Lnc-ECAL-1 controls cerebrovascular homeostasis by targeting endothelium-specific tight junction protein Cldn5b

Cerebrovascular disorder-induced brain blood flow interruption or intracranial hemorrhage pose a great threaten to health. Emerging roles of long-noncoding RNAs (lncRNAs) in diagnosis and treatment of cardiovascular diseases have been recognized. However, whether and how lncRNAs modulate vascular homeostasis, especially network formation remain largely unknown. Here, we identified ECAL-1, a long non-coding RNA, as an important determinant for cerebrovascular homeostasis. Using the morpholino- and CRISPR /Cas9-based genetic modifications in combination with in vivo confocal imaging in zebrafish, we claimed that inactivation of ECAL-1 induced the apparent distortion of cerebral vascular pattern accompanied by intracranial hemorrhage. These cerebrovascular abnormalities were associated with decreased proliferation and anomalous interconnection of endothelial cells. Importantly, overexpression of Cldn5b, an endothelial cell-specific tight junction protein-encoding gene, could partially rescued the phenotype induced by ECAL-1 deficiency.
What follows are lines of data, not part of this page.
//! Bringing clients and the control process back to the authoritative state.

use tracing::{info, warn};

use crate::{
    playback::PlaybackState,
    protocol::Directive,
    store::StateStore,
    timeline::Timeline,
    Result,
};

/// Playback state recovered from a store after a control restart.
#[derive(Debug, Clone, PartialEq)]
pub struct Restored {
    pub timeline: Timeline,
    pub current_index: usize,
    pub timecode_ms: u64,
    pub is_playing: bool,
}

/// Directives that bring a freshly connected client to `state`.
///
/// The first four are always `LOAD_TIMELINE`, `JUMP`, `SET_TIMECODE` and,
/// only while playing, `PLAY`. Presentation state (hold, volume, theme and
/// blackout) follows.
pub fn replay(state: &PlaybackState) -> Vec<Directive> {
    let Some(timeline) = &state.timeline else {
        return Vec::new();
    };

    let mut directives = vec![
        Directive::LoadTimeline {
            timeline: timeline.as_ref().clone(),
            epoch: state.epoch,
        },
        Directive::Jump {
            index: state.target_index,
            epoch: state.epoch,
        },
        Directive::SetTimecode {
            ms: state.elapsed_ms,
            epoch: state.epoch,
        },
    ];
    if state.is_playing {
        directives.push(Directive::Play {
            index: None,
            epoch: state.epoch,
        });
    }
    if state.held {
        directives.push(Directive::Hold { on: true });
    }
    directives.push(Directive::SetVolume {
        volume: state.volume,
    });
    if let Some(id) = &state.theme_id {
        directives.push(Directive::SetTheme { id: id.clone() });
    }
    if state.blackout {
        directives.push(Directive::Blackout { on: true });
    }
    directives
}

/// Reads the last persisted playback state and the timeline it refers to.
///
/// Returns `Ok(None)` when there is nothing usable to resume. A persisted
/// index that no longer fits the timeline restarts the show from the top.
pub fn restore<S: StateStore + ?Sized>(store: &S) -> Result<Option<Restored>> {
    let Some(state) = store.load_state()? else {
        return Ok(None);
    };
    let Some(timeline_id) = state.timeline_id else {
        return Ok(None);
    };
    let Some(timeline) = store.load_timeline(&timeline_id)? else {
        warn!(timeline = %timeline_id, "persisted timeline is gone; starting idle");
        return Ok(None);
    };
    if let Err(err) = timeline.validate() {
        warn!(%err, timeline = %timeline_id, "persisted timeline is invalid; starting idle");
        return Ok(None);
    }

    let (current_index, timecode_ms) = if state.current_index < timeline.len() {
        (state.current_index, state.timecode_ms)
    } else {
        warn!(
            index = state.current_index,
            items = timeline.len(),
            "persisted index out of range; restarting from the first item"
        );
        (0, 0)
    };
    info!(timeline = %timeline_id, index = current_index, timecode_ms, "found persisted show");
    Ok(Some(Restored {
        timeline,
        current_index,
        timecode_ms,
        is_playing: state.is_playing,
    }))
}

#[cfg(test)]
mod tests {
    use std::sync::Arc;

    use super::*;
    use crate::{
        playback::ShowState,
        store::{MemoryStore, PersistedState},
        timeline::{Item, ItemDuration},
    };

    fn timeline() -> Timeline {
        Timeline::new(
            "gala",
            "Gala",
            vec![
                Item::new("intro", "text", ItemDuration::Millis(5000)),
                Item::new("clock", "countdown", ItemDuration::Infinite),
            ],
        )
    }

    fn state(is_playing: bool) -> PlaybackState {
        PlaybackState {
            timeline: Some(Arc::new(timeline())),
            current_index: 1,
            target_index: 1,
            elapsed_ms: 2_250,
            is_playing,
            held: false,
            blackout: false,
            state: if is_playing {
                ShowState::Playing
            } else {
                ShowState::Paused
            },
            epoch: 4,
            volume: 0.5,
            theme_id: Some("neon-chalkboard".into()),
        }
    }

    #[test]
    fn replay_follows_load_jump_timecode_play() {
        let directives = replay(&state(true));
        assert_eq!(
            directives[..4],
            [
                Directive::LoadTimeline { timeline: timeline(), epoch: 4 },
                Directive::Jump { index: 1, epoch: 4 },
                Directive::SetTimecode { ms: 2_250, epoch: 4 },
                Directive::Play { index: None, epoch: 4 },
            ]
        );
        assert!(directives.contains(&Directive::SetVolume { volume: 0.5 }));
    }

    #[test]
    fn replay_skips_play_when_paused_and_carries_overlays() {
        let mut paused = state(false);
        paused.held = true;
        paused.blackout = true;
        let names: Vec<&str> = replay(&paused).iter().map(Directive::name).collect();
        assert_eq!(
            names,
            vec!["LOAD_TIMELINE", "JUMP", "SET_TIMECODE", "HOLD", "SET_VOLUME", "SET_THEME", "BLACKOUT"]
        );
    }

    #[test]
    fn nothing_to_replay_without_a_timeline() {
        let mut empty = state(false);
        empty.timeline = None;
        assert!(replay(&empty).is_empty());
    }

    #[test]
    fn restore_reads_state_and_timeline() {
        let mut store = MemoryStore::new();
        assert_eq!(restore(&store).unwrap(), None);

        store.save_timeline(&timeline()).unwrap();
        store
            .save_state(&PersistedState::new(Some("gala".into()), 1, 900, true))
            .unwrap();
        let restored = restore(&store).unwrap().unwrap();
        assert_eq!(restored.current_index, 1);
        assert_eq!(restored.timecode_ms, 900);
        assert!(restored.is_playing);
    }

    #[test]
    fn out_of_range_index_restarts_from_the_top() {
        let mut store = MemoryStore::new();
        store.save_timeline(&timeline()).unwrap();
        store
            .save_state(&PersistedState::new(Some("gala".into()), 9, 900, false))
            .unwrap();
        let restored = restore(&store).unwrap().unwrap();
        assert_eq!((restored.current_index, restored.timecode_ms), (0, 0));
    }

    #[test]
    fn missing_timeline_means_nothing_to_resume() {
        let mut store = MemoryStore::new();
        store
            .save_state(&PersistedState::new(Some("gone".into()), 0, 0, true))
            .unwrap();
        assert_eq!(restore(&store).unwrap(), None);
    }
}
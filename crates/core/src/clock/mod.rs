//! Canonical show time on the control side and its interpolated projection on
//! rendering clients.
//!
//! The control side owns the only authoritative elapsed value and broadcasts
//! it periodically. Clients never derive truth locally: they keep the last
//! `(canonical, receipt)` pair and add their own monotonic time on top.

use std::time::Instant;

use crate::config::ClockConfig;

/// Monotonic millisecond source anchored at construction.
#[derive(Debug, Clone, Copy)]
pub struct MonotonicClock {
    origin: Instant,
}

impl MonotonicClock {
    pub fn start() -> Self {
        Self {
            origin: Instant::now(),
        }
    }

    pub fn now_ms(&self) -> u64 {
        self.origin.elapsed().as_millis() as u64
    }
}

impl Default for MonotonicClock {
    fn default() -> Self {
        Self::start()
    }
}

/// Elapsed time within the current item, as seen by the control side.
#[derive(Debug, Clone)]
pub struct ControlClock {
    /// Instant the clock last started running; `None` while frozen.
    start_instant: Option<u64>,
    /// Elapsed value accumulated before `start_instant`.
    offset_ms: u64,
    last_broadcast_ms: Option<u64>,
    config: ClockConfig,
}

impl ControlClock {
    pub fn new(config: ClockConfig) -> Self {
        Self {
            start_instant: None,
            offset_ms: 0,
            last_broadcast_ms: None,
            config,
        }
    }

    /// `now - start_instant + offset` while running, the frozen value otherwise.
    pub fn elapsed(&self, now_ms: u64) -> u64 {
        match self.start_instant {
            Some(start) => now_ms.saturating_sub(start) + self.offset_ms,
            None => self.offset_ms,
        }
    }

    pub fn is_running(&self) -> bool {
        self.start_instant.is_some()
    }

    pub fn start(&mut self, now_ms: u64) {
        if self.start_instant.is_none() {
            self.start_instant = Some(now_ms);
        }
    }

    /// Stops the clock, keeping the current elapsed value.
    pub fn freeze(&mut self, now_ms: u64) {
        self.offset_ms = self.elapsed(now_ms);
        self.start_instant = None;
    }

    /// Moves the clock to `elapsed_ms`, preserving the running state. Seeks
    /// always force the next broadcast.
    pub fn seek(&mut self, elapsed_ms: u64, now_ms: u64) {
        self.offset_ms = elapsed_ms;
        if self.start_instant.is_some() {
            self.start_instant = Some(now_ms);
        }
        self.last_broadcast_ms = None;
    }

    pub fn reset(&mut self) {
        self.start_instant = None;
        self.offset_ms = 0;
        self.last_broadcast_ms = None;
    }

    /// Whether a periodic broadcast is due.
    pub fn broadcast_due(&self, now_ms: u64) -> bool {
        match self.last_broadcast_ms {
            None => true,
            Some(last) => now_ms.saturating_sub(last) >= self.config.broadcast_interval_ms,
        }
    }

    /// Records a broadcast and returns the value to send.
    pub fn mark_broadcast(&mut self, now_ms: u64) -> u64 {
        self.last_broadcast_ms = Some(now_ms);
        self.elapsed(now_ms)
    }

    /// Compares a client-reported elapsed value with the projection. Returns
    /// the signed drift (client minus control) when it exceeds the tolerance.
    pub fn drift(&self, reported_ms: u64, now_ms: u64) -> Option<i64> {
        let drift = reported_ms as i64 - self.elapsed(now_ms) as i64;
        (drift.unsigned_abs() > self.config.drift_tolerance_ms).then_some(drift)
    }
}

/// Client-side projection of the canonical elapsed value.
#[derive(Debug, Clone, Default)]
pub struct ClientClock {
    canonical_ms: u64,
    receipt_ms: u64,
    running: bool,
}

impl ClientClock {
    pub fn new() -> Self {
        Self::default()
    }

    /// Stores a canonical value received from the control side.
    pub fn sync(&mut self, canonical_ms: u64, now_ms: u64) {
        self.canonical_ms = canonical_ms;
        self.receipt_ms = now_ms;
    }

    /// Starts or stops local interpolation, folding the elapsed time in.
    pub fn set_running(&mut self, running: bool, now_ms: u64) {
        if running == self.running {
            return;
        }
        let projected = self.project(now_ms);
        self.sync(projected, now_ms);
        self.running = running;
    }

    pub fn is_running(&self) -> bool {
        self.running
    }

    /// `canonical + (now - receipt)` while running.
    pub fn project(&self, now_ms: u64) -> u64 {
        if self.running {
            self.canonical_ms + now_ms.saturating_sub(self.receipt_ms)
        } else {
            self.canonical_ms
        }
    }
}

#[cfg(test)]
mod tests {
    use super::*;

    fn control() -> ControlClock {
        ControlClock::new(ClockConfig::default())
    }

    #[test]
    fn elapsed_tracks_start_and_offset() {
        let mut clock = control();
        assert_eq!(clock.elapsed(1_000), 0);
        clock.start(1_000);
        assert_eq!(clock.elapsed(1_750), 750);
        clock.freeze(2_000);
        assert_eq!(clock.elapsed(9_000), 1_000);
        clock.start(10_000);
        assert_eq!(clock.elapsed(10_250), 1_250);
    }

    #[test]
    fn seek_resets_start_and_forces_broadcast() {
        let mut clock = control();
        clock.start(0);
        assert_eq!(clock.mark_broadcast(100), 100);
        assert!(!clock.broadcast_due(400));
        assert!(clock.broadcast_due(600));

        clock.seek(0, 450);
        assert!(clock.broadcast_due(450));
        assert_eq!(clock.elapsed(700), 250);
    }

    #[test]
    fn drift_beyond_tolerance_is_reported() {
        let mut clock = control();
        clock.start(0);
        assert_eq!(clock.drift(1_050, 1_000), None);
        assert_eq!(clock.drift(1_000 - 101, 1_000), Some(-101));
        assert_eq!(clock.drift(1_250, 1_000), Some(250));
    }

    #[test]
    fn client_projection_is_monotonic_between_syncs() {
        let mut client = ClientClock::new();
        client.set_running(true, 0);
        client.sync(2_000, 100);
        let mut last = 0;
        for now in (100..1_000).step_by(16) {
            let projected = client.project(now);
            assert!(projected >= last);
            last = projected;
        }
        assert_eq!(client.project(600), 2_500);
    }

    #[test]
    fn paused_client_holds_its_value() {
        let mut client = ClientClock::new();
        client.set_running(true, 0);
        client.sync(1_000, 0);
        client.set_running(false, 400);
        assert_eq!(client.project(5_000), 1_400);
        client.set_running(true, 5_000);
        assert_eq!(client.project(5_100), 1_500);
    }
}
//! In-process show session: one control side plus its rendering clients,
//! joined by ordered loopback channels that carry the JSON wire format.
//!
//! Time is supplied by the caller, so a whole show can be stepped
//! deterministically.

use std::{collections::BTreeMap, sync::Arc};

use tracing::{debug, info, warn};

use crate::{
    assets::AssetResolver,
    client::RenderClient,
    config::AppConfig,
    error::CommandError,
    playback::{Command, PlaybackController},
    protocol::{self, ClientId},
    scene::SceneRegistry,
    store::StateStore,
    Result,
};

pub struct ShowSession {
    config: AppConfig,
    registry: SceneRegistry,
    assets: Arc<dyn AssetResolver>,
    controller: PlaybackController,
    clients: BTreeMap<ClientId, RenderClient>,
}

impl ShowSession {
    pub fn new(
        config: AppConfig,
        assets: Arc<dyn AssetResolver>,
        store: Box<dyn StateStore + Send>,
    ) -> Self {
        let controller = PlaybackController::new(config.clone(), assets.clone(), store);
        Self::with_controller(config, assets, controller)
    }

    /// Resumes whatever `store` persisted before the control side went down.
    pub fn restore(
        config: AppConfig,
        assets: Arc<dyn AssetResolver>,
        store: Box<dyn StateStore + Send>,
        now_ms: u64,
    ) -> Result<Self> {
        let controller = PlaybackController::restore(config.clone(), assets.clone(), store, now_ms)?;
        Ok(Self::with_controller(config, assets, controller))
    }

    fn with_controller(
        config: AppConfig,
        assets: Arc<dyn AssetResolver>,
        controller: PlaybackController,
    ) -> Self {
        Self {
            config,
            registry: SceneRegistry::with_builtin(),
            assets,
            controller,
            clients: BTreeMap::new(),
        }
    }

    /// Replaces the scene registry used by clients connected from now on.
    pub fn with_registry(mut self, registry: SceneRegistry) -> Self {
        self.registry = registry;
        self
    }

    pub fn controller(&self) -> &PlaybackController {
        &self.controller
    }

    pub fn client(&self, id: ClientId) -> Option<&RenderClient> {
        self.clients.get(&id)
    }

    pub fn clients(&self) -> impl Iterator<Item = &RenderClient> {
        self.clients.values()
    }

    /// Connects a fresh client under `id`. An existing client with the same
    /// id is dropped first, as when a display page reloads.
    pub fn connect(&mut self, id: ClientId, now_ms: u64) {
        if self.clients.remove(&id).is_some() {
            self.controller.disconnect(id, now_ms);
        }
        let client = RenderClient::new(
            id,
            self.config.clone(),
            self.registry.clone(),
            self.assets.clone(),
        );
        self.clients.insert(id, client);
        self.controller.connect(id, now_ms);
        self.deliver(now_ms);
    }

    pub fn disconnect(&mut self, id: ClientId, now_ms: u64) {
        if self.clients.remove(&id).is_some() {
            self.controller.disconnect(id, now_ms);
            self.deliver(now_ms);
        }
    }

    /// Runs an operator command and delivers the resulting directives.
    pub fn command(&mut self, command: Command, now_ms: u64) -> std::result::Result<(), CommandError> {
        let result = self.controller.handle(command, now_ms);
        if let Err(err) = &result {
            warn!(code = err.code(), %err, "command rejected");
        }
        self.deliver(now_ms);
        result
    }

    /// Advances the whole session to `now_ms`: control deadlines, directive
    /// delivery, one frame on every client, then telemetry back to control.
    pub fn step(&mut self, now_ms: u64) {
        self.controller.tick(now_ms);
        self.deliver(now_ms);

        let mut inbound = Vec::new();
        for (id, client) in &mut self.clients {
            client.frame(now_ms);
            inbound.extend(client.take_telemetry().into_iter().map(|t| (*id, t)));
        }
        for (id, telemetry) in inbound {
            if let Some(telemetry) = over_the_wire(&telemetry, protocol::decode_telemetry) {
                self.controller.on_telemetry(id, telemetry, now_ms);
            }
        }
        self.deliver(now_ms);
    }

    /// Steps from `from_ms` up to and including `until_ms` every `frame_ms`.
    pub fn run(&mut self, from_ms: u64, until_ms: u64, frame_ms: u64) {
        let frame_ms = frame_ms.max(1);
        let mut now = from_ms;
        while now <= until_ms {
            self.step(now);
            now += frame_ms;
        }
        info!(
            until_ms,
            state = %self.controller.state(),
            index = self.controller.current_index(),
            "session run finished"
        );
    }

    fn deliver(&mut self, now_ms: u64) {
        for envelope in self.controller.take_outbound() {
            let Some(directive) = over_the_wire(&envelope.directive, protocol::decode_directive) else {
                continue;
            };
            for (id, client) in &mut self.clients {
                if envelope.is_for(*id) {
                    client.receive(directive.clone(), now_ms);
                }
            }
        }
    }
}

/// Serializes and parses `message` the way a socket transport would.
fn over_the_wire<T, F>(message: &T, decode: F) -> Option<T>
where
    T: serde::Serialize,
    F: Fn(&str) -> Result<T>,
{
    let decoded = protocol::encode(message).and_then(|raw| {
        debug!(%raw, "wire");
        decode(&raw)
    });
    match decoded {
        Ok(message) => Some(message),
        Err(err) => {
            warn!(%err, "dropping message that failed to round-trip");
            None
        }
    }
}
//! Generative math visuals. Each keeps just enough state to advance its
//! animation deterministically; drawing happens in the rendering backend.

use std::{collections::VecDeque, f64::consts::TAU};

use super::{
    params::{flag, number, text, ParamSchema, ParamSpec, Params},
    FrameContext, Scene, SceneResult,
};
use crate::error::SceneError;

const DEFAULT_TRAIL: usize = 512;
const MIN_TRAIL: usize = 32;

const LISSAJOUS_SCHEMA: ParamSchema = ParamSchema(&[
    ParamSpec::Number { name: "a", min: 1.0, max: 10.0, default: 3.0, integer: false },
    ParamSpec::Number { name: "b", min: 1.0, max: 10.0, default: 2.0, integer: false },
    ParamSpec::Number { name: "delta", min: 0.0, max: TAU, default: 0.0, integer: false },
    ParamSpec::Number { name: "speed", min: 0.1, max: 3.0, default: 1.0, integer: false },
    ParamSpec::Number { name: "amplitude", min: 0.1, max: 0.9, default: 0.4, integer: false },
    ParamSpec::Number { name: "lineWidth", min: 0.5, max: 10.0, default: 2.0, integer: false },
    ParamSpec::Number { name: "trailAlpha", min: 0.0, max: 1.0, default: 0.05, integer: false },
    ParamSpec::Color { name: "color", default: "#39FF14" },
]);

/// Lissajous curve traced as a fading trail of points.
#[derive(Debug)]
pub struct Lissajous {
    params: Params,
    trail: VecDeque<(f64, f64)>,
    trail_len: usize,
}
//! The fixed contract every visual, media, text and countdown renderer
//! implements, plus the string-keyed registry used to instantiate them.

mod math;
mod media;
pub mod params;

use std::{collections::BTreeMap, fmt};

use crate::{
    assets::{AssetDescriptor, AssetResolver},
    error::{LoadError, SceneError},
    timeline::Item,
};

pub use math::{ConwayLife, DigitsRain, Lissajous, Mandelbrot, PolarRoses};
pub use media::{Countdown, Fallback, Photo, TextCard, Video};
pub use params::{ParamSchema, ParamSpec, Params};

pub type SceneResult<T> = std::result::Result<T, SceneError>;

/// Key of the scene shown while a load or render failure is being recovered.
pub const FALLBACK_SCENE: &str = "fallback";

/// Per-frame inputs handed to [`Scene::render`].
#[derive(Debug, Clone, Copy, PartialEq)]
pub struct FrameContext {
    /// Milliseconds since the item started.
    pub time_ms: f64,
    /// Milliseconds since the previous frame.
    pub delta_ms: f64,
    /// Blend opacity assigned by the transition engine.
    pub alpha: f32,
}

impl FrameContext {
    pub fn new(time_ms: f64, delta_ms: f64, alpha: f32) -> Self {
        Self {
            time_ms,
            delta_ms,
            alpha,
        }
    }
}

/// Contract implemented by every pluggable renderer.
pub trait Scene: Send {
    /// Registry key of the implementation.
    fn kind(&self) -> &str;

    /// Applies the full parameter set. Out-of-range values are clamped and
    /// reported; an `Err` means the scene cannot run at all.
    fn init(&mut self, params: &Params) -> SceneResult<Vec<SceneError>>;

    /// Merges a partial parameter update into the running scene.
    fn update_params(&mut self, partial: &Params) -> Vec<SceneError>;

    fn render(&mut self, ctx: &FrameContext) -> SceneResult<()>;

    /// Releases render resources. Called exactly once before the instance is
    /// dropped.
    fn cleanup(&mut self);

    /// Lowers visual cost to protect the frame rate. Returns `false` when the
    /// scene has nothing left to reduce.
    fn reduce_complexity(&mut self) -> bool {
        false
    }
}

/// Everything a factory may need besides the parameters.
#[derive(Debug, Clone, Default)]
pub struct SceneSetup {
    pub item_id: String,
    pub asset: Option<AssetDescriptor>,
}

pub type SceneFactory = fn(&SceneSetup) -> SceneResult<Box<dyn Scene>>;

/// String-keyed factory table.
#[derive(Clone, Default)]
pub struct SceneRegistry {
    factories: BTreeMap<String, SceneFactory>,
}

impl SceneRegistry {
    pub fn new() -> Self {
        Self::default()
    }

    /// Registry with every built-in scene type.
    pub fn with_builtin() -> Self {
        let mut registry = Self::new();
        registry.register("lissajous", |_| Ok(Box::new(Lissajous::new())));
        registry.register("polar_roses", |_| Ok(Box::new(PolarRoses::new())));
        registry.register("digits_rain", |_| Ok(Box::new(DigitsRain::new())));
        registry.register("conway_life", |_| Ok(Box::new(ConwayLife::new())));
        registry.register("mandelbrot", |_| Ok(Box::new(Mandelbrot::new())));
        registry.register("photo", |setup| Ok(Box::new(Photo::new(setup)?)));
        registry.register("video", |setup| Ok(Box::new(Video::new(setup)?)));
        registry.register("text", |_| Ok(Box::new(TextCard::new())));
        registry.register("countdown", |_| Ok(Box::new(Countdown::new())));
        registry.register(FALLBACK_SCENE, |setup| {
            Ok(Box::new(Fallback::new(&setup.item_id)))
        });
        registry
    }

    pub fn register(&mut self, kind: &str, factory: SceneFactory) {
        self.factories.insert(kind.to_string(), factory);
    }

    pub fn contains(&self, kind: &str) -> bool {
        self.factories.contains_key(kind)
    }

    pub fn kinds(&self) -> impl Iterator<Item = &str> {
        self.factories.keys().map(String::as_str)
    }

    pub fn create(&self, kind: &str, setup: &SceneSetup) -> SceneResult<Box<dyn Scene>> {
        let factory = self
            .factories
            .get(kind)
            .ok_or_else(|| LoadError::UnknownSceneType(kind.to_string()))?;
        factory(setup)
    }

    /// Resolves the item's asset, creates the scene and initialises it.
    /// Parameter corrections are logged, not returned as failures.
    pub fn instantiate(
        &self,
        item: &Item,
        assets: &dyn AssetResolver,
    ) -> SceneResult<Box<dyn Scene>> {
        let asset = item.asset_id().map(|id| assets.resolve(id)).transpose()?;
        let setup = SceneSetup {
            item_id: item.id.clone(),
            asset,
        };
        let mut scene = self.create(&item.scene_type, &setup)?;
        let reports = scene.init(&item.params)?;
        for report in reports {
            tracing::warn!(item = %item.id, scene = %item.scene_type, "{report}");
        }
        Ok(scene)
    }

    /// Creates the fallback scene for `item_id`. Never fails for registries
    /// built with [`SceneRegistry::with_builtin`].
    pub fn fallback(&self, item_id: &str, message: &str) -> SceneResult<Box<dyn Scene>> {
        let setup = SceneSetup {
            item_id: item_id.to_string(),
            asset: None,
        };
        let mut scene = self.create(FALLBACK_SCENE, &setup)?;
        let mut params = Params::new();
        params.insert("message".into(), message.into());
        scene.init(&params)?;
        Ok(scene)
    }
}

impl fmt::Debug for SceneRegistry {
    fn fmt(&self, f: &mut fmt::Formatter<'_>) -> fmt::Result {
        f.debug_list().entries(self.factories.keys()).finish()
    }
}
Furthermore, bioinformatic analysis and experimental validation revealed that ECAL-1 sponged miR-23a, which targeted Cldn5b 3’UTR and modulated Cldn5b expression, to maintain cerebrovascular pattern formation and integrity. Our results presented here revealed that ECAL-1 specifically controls cerebrovascular network formation and integrity through targeting miR-23a-Cldn5b axis. These findings provide a new regulation modality for cerebrovascular patterning and the potential neurovascular disorders, and ECAL-1-miR-23a axis represents as an attractive therapeutic target for cerebrovascular diseases.